That sounds like me in a parallel universe. I have a little terrier, suspect lakeland type x, spent the first 14 months on a farm with no experience with anything else.

We took her on a year ago and wow culture shock for us both. 

All the things you describe sound exactly the same as my little one and I think are her showing extreme stress  poor wee thing. 

Debbie has some excellent advice but I think you need to start understanding her first. I think you would benefit from a positive reward based behaviorists help but also try reading some books and just generally educating yourself on dog behaviour, stress levels and how dogs cope and react. 

She wont take treats she is way over that point, the crawling behavior is chronic stress, barking at everyone and everything is stress but also a bit what terriers do.

Particular books I found helpful were found Scaredy Dog by Ali Brown, Feisty Fido by Patricia McConnell, these help you help the dog, to try and understand some of her signals then Turid Rugaas books 'Barking' and 'On talking terms: Calming Signals', to understand dog full stop then Culture Clash by Jean Donaldson, I also saw an excellent trainer and attended a reactive dog course, that practical help essential I think to actually put all the whirlwind of info into practice and help you root out what will and wont work for your dog, they are all different after all. 

I have also muzzle trained her and now walk her muzzled so she cant resort to biting so I can relax, I dont need to fear a nip either.

Recently also read another good book, a little heavy handed in its advice in places so take care, but the first part was really interesting, in that explains terrier behaviors in context of their breeding (mostly common sense when you think about it but sometimes we need a poke int he eye to see) and a patterdale is possibly the closest to their original working breed traits as you get with modern terriers unless buying specifically from a working kennel. This called Terrier Centric Training. 

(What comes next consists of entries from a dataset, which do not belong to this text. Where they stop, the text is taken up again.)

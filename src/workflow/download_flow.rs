//! 单个文件的下载流程 - 流程层
//!
//! 流程顺序：
//! 1. 定位搜索框 → 清空 → 输入文件名 → 回车
//! 2. 定位结果链接 → 点击
//! 3. 定位下载按钮 → 点击
//! 4. 回到文件列表（无论前面是否失败都会执行）

use std::fmt;
use std::future::Future;
use std::time::Duration;

use tokio::time::{sleep, timeout, timeout_at, Instant};
use tracing::{debug, info, warn};

use crate::config::Config;
use crate::infrastructure::UiAgent;
use crate::models::{Outcome, Target};
use crate::services::{LocatorResolver, LocatorTable, Role};
use crate::utils::logging::truncate_text;
use crate::workflow::target_ctx::TargetCtx;

/// 流程步骤
#[derive(Debug, Clone, Copy, PartialEq, Eq)]
pub enum Step {
    Search,
    OpenResult,
    Download,
    ReturnToList,
}

impl fmt::Display for Step {
    fn fmt(&self, f: &mut fmt::Formatter<'_>) -> fmt::Result {
        let name = match self {
            Step::Search => "Search",
            Step::OpenResult => "OpenResult",
            Step::Download => "Download",
            Step::ReturnToList => "ReturnToList",
        };
        f.write_str(name)
    }
}

/// 单个文件的下载流程
///
/// - 独占 UI 代理，所有操作串行执行
/// - 单个文件的任何失败都转换为 `Outcome::Failed`，不会向上抛出
pub struct DownloadFlow<A: UiAgent> {
    agent: A,
    resolver: LocatorResolver,
    step_timeout: Duration,
    settle_delay: Duration,
}

impl<A: UiAgent> DownloadFlow<A> {
    pub fn new(agent: A, config: &Config) -> Self {
        let resolver = LocatorResolver::new(
            LocatorTable::default(),
            config.timeouts.clone(),
            config.poll_interval(),
        );
        Self::with_resolver(agent, resolver, config.step_timeout(), config.settle_delay())
    }

    pub fn with_resolver(
        agent: A,
        resolver: LocatorResolver,
        step_timeout: Duration,
        settle_delay: Duration,
    ) -> Self {
        Self {
            agent,
            resolver,
            step_timeout,
            settle_delay,
        }
    }

    pub fn agent(&self) -> &A {
        &self.agent
    }

    /// 处理一个文件
    pub async fn run(&self, ctx: &TargetCtx) -> Outcome {
        let started = Instant::now();
        if ctx.is_highlight() {
            info!("{} 📥 {}", ctx, truncate_text(ctx.target.as_str(), 60));
        } else {
            debug!("{} 📥 {}", ctx, ctx.target);
        }

        let mut left_list = false;
        let result = self.acquire(&ctx.target, &mut left_list).await;
        self.return_to_list(ctx, left_list).await;

        let elapsed = started.elapsed().as_secs_f64();
        match result {
            Ok(()) => {
                if ctx.is_highlight() {
                    info!("{} ✅ 已触发下载 ({:.1}s)", ctx, elapsed);
                } else {
                    debug!("{} ✅ 已触发下载 ({:.1}s)", ctx, elapsed);
                }
                Outcome::Succeeded
            }
            Err(reason) => {
                warn!("{} ❌ {} ({:.1}s)", ctx, reason, elapsed);
                Outcome::Failed(reason)
            }
        }
    }

    /// 步骤 1-3；`left_list` 记录是否已经离开文件列表页面
    async fn acquire(&self, target: &Target, left_list: &mut bool) -> Result<(), String> {
        // 1. 搜索
        let deadline = Instant::now() + self.step_timeout;
        bounded(Step::Search, deadline, async {
            let input = self.locate(&Role::SearchInput).await?;
            let fail = |e: anyhow::Error| action_failed(Step::Search, e);
            self.agent.clear(&input).await.map_err(fail)?;
            self.agent.type_text(&input, target.as_str()).await.map_err(fail)?;
            self.agent.submit(&input).await.map_err(fail)?;
            self.settle().await;
            Ok(())
        })
        .await?;

        // 2. 打开结果
        let deadline = Instant::now() + self.step_timeout;
        let link = bounded(
            Step::OpenResult,
            deadline,
            self.locate(&Role::ResultLink(target.to_string())),
        )
        .await?;
        bounded(Step::OpenResult, deadline, async {
            self.agent
                .click(&link)
                .await
                .map_err(|e| action_failed(Step::OpenResult, e))?;
            // 点击成功才算离开列表页
            *left_list = true;
            self.settle().await;
            Ok(())
        })
        .await?;

        // 3. 触发下载
        let deadline = Instant::now() + self.step_timeout;
        bounded(Step::Download, deadline, async {
            let trigger = self.locate(&Role::DownloadTrigger).await?;
            self.agent
                .click(&trigger)
                .await
                .map_err(|e| action_failed(Step::Download, e))?;
            Ok(())
        })
        .await?;

        Ok(())
    }

    /// 4. 回到文件列表，保证下一个文件从已知状态开始
    ///
    /// 只有离开过列表页面才需要后退；失败只记录日志，不影响结果
    async fn return_to_list(&self, ctx: &TargetCtx, left_list: bool) {
        if left_list {
            sleep(self.settle_delay / 3).await;
            match timeout(self.step_timeout, self.agent.go_back()).await {
                Ok(Ok(())) => {}
                Ok(Err(e)) => warn!("{} ⚠️ 返回列表失败: {}", ctx, e),
                Err(_) => warn!("{} ⚠️ {} timed out", ctx, Step::ReturnToList),
            }
        }
        if let Err(e) = self.agent.wait_stable(self.step_timeout).await {
            warn!("{} ⚠️ 页面未稳定: {}", ctx, e);
        }
    }

    async fn locate(&self, role: &Role) -> Result<A::Element, String> {
        self.resolver
            .resolve(&self.agent, role)
            .await
            .map(|located| located.element)
            .map_err(|e| e.to_string())
    }

    /// 动作之后等待页面稳定
    async fn settle(&self) {
        sleep(self.settle_delay).await;
        if let Err(e) = self.agent.wait_stable(self.step_timeout).await {
            debug!("等待页面稳定失败: {}", e);
        }
    }
}

/// 在截止时间内执行一个步骤
async fn bounded<T, F>(step: Step, deadline: Instant, fut: F) -> Result<T, String>
where
    F: Future<Output = Result<T, String>>,
{
    match timeout_at(deadline, fut).await {
        Ok(result) => result,
        Err(_) => Err(format!("{} timed out", step)),
    }
}

fn action_failed(step: Step, error: anyhow::Error) -> String {
    format!("{} failed: {}", step, error)
}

You have come to the right place, IF you are truly prepared to put in the work, it can be heart breaking, theres lots of helpful advice here I could have given up with out the support of this forum, but above all TAKE IT VERY VERY SLOWLY, if you force her to do anything, she may well do it all guns blazing, but you will be building on the layers of stress she is already feeling.


----------



## RobynB (Sep 27, 2013)

Thankyou very much guys for the tips and advice. I've ordered some books and will get reading! I adore my patterdale to bits (she's called Luna by the way, wasn't my name choice..!) and I'm willing to commit the time in now to put right what we did wrong. I'll be starting with small regular walks to places that she is familiar with, obviously if she's hysterical then I'll bring her home but she is slowing starting to become less stressed as time goes on, hopefully I can get her back on track without a behaviourist. Obviously it is in terrier breed to be a bit snappy and nervous every now and then but it's really getting out of hand.
Thanks again!


----------



## SusieRainbow (Jan 21, 2013)

Sounds a bit like my rescue dachshund too. She's 10 yr old, has been shown and bred when younger , but seems to have spent the last few years with little socialization. She snaps at dogs that get within 2 feet of her, lunges and growls but is getting much more relaxed with calm dogs approaching. I daren't walk her off lead though .


----------



## GingerRogers (Sep 13, 2012)

One more thing I am a bit of a stuck record on this but what do you walk her on:

Dogmantics Dog Training Blog: Is it harmful to attach a leash to your dog's neck?

I strongly believe using a well fitting harness is far better than walking in a flat collar. The link above explains the myriad of reasons far better than i can, I use a front attaching one, from mekuti, as it gives you the ability to have two points of contact, the chest and the back, you can use the front attachments to help guide her away from triggers.

Ok two more things ., especially in the early stages I would remove her from the situations that trigger her. A good u-turn move (you should practice this anywhere anytime even when there nothing there) and avoid walking in places where close contact or avoidance isn't possible, so no narrow footpaths or alleys etc however if she is a scanner it can be useful to have things you can duck behind.


----------



## RobynB (Sep 27, 2013)

I use a full fitted harness which has a clip on her back, it straps around her chest so is quite handy if I really need to move her away from a situation without causing too much fuss


----------



## GingerRogers (Sep 13, 2012)

Sorry I get a bit excited when I feel I can advise on something


----------



## Firedog (Oct 19, 2011)

Didn't you know Luna is short for lunatic.

Not helping I know.


----------



## sianrees1979 (Feb 27, 2009)

have a look at behavior adjustment training Official Behavior Adjustment Training (BAT) site: humane help for aggression, frustration, and fear in dogs, horses, and other animals.
i've just started reading the book to try to help daniel my 18 month old chiweenie to stop screaming at other dogs he doesn't know, if your on FB there is a official adjustment training group you can join on there


----------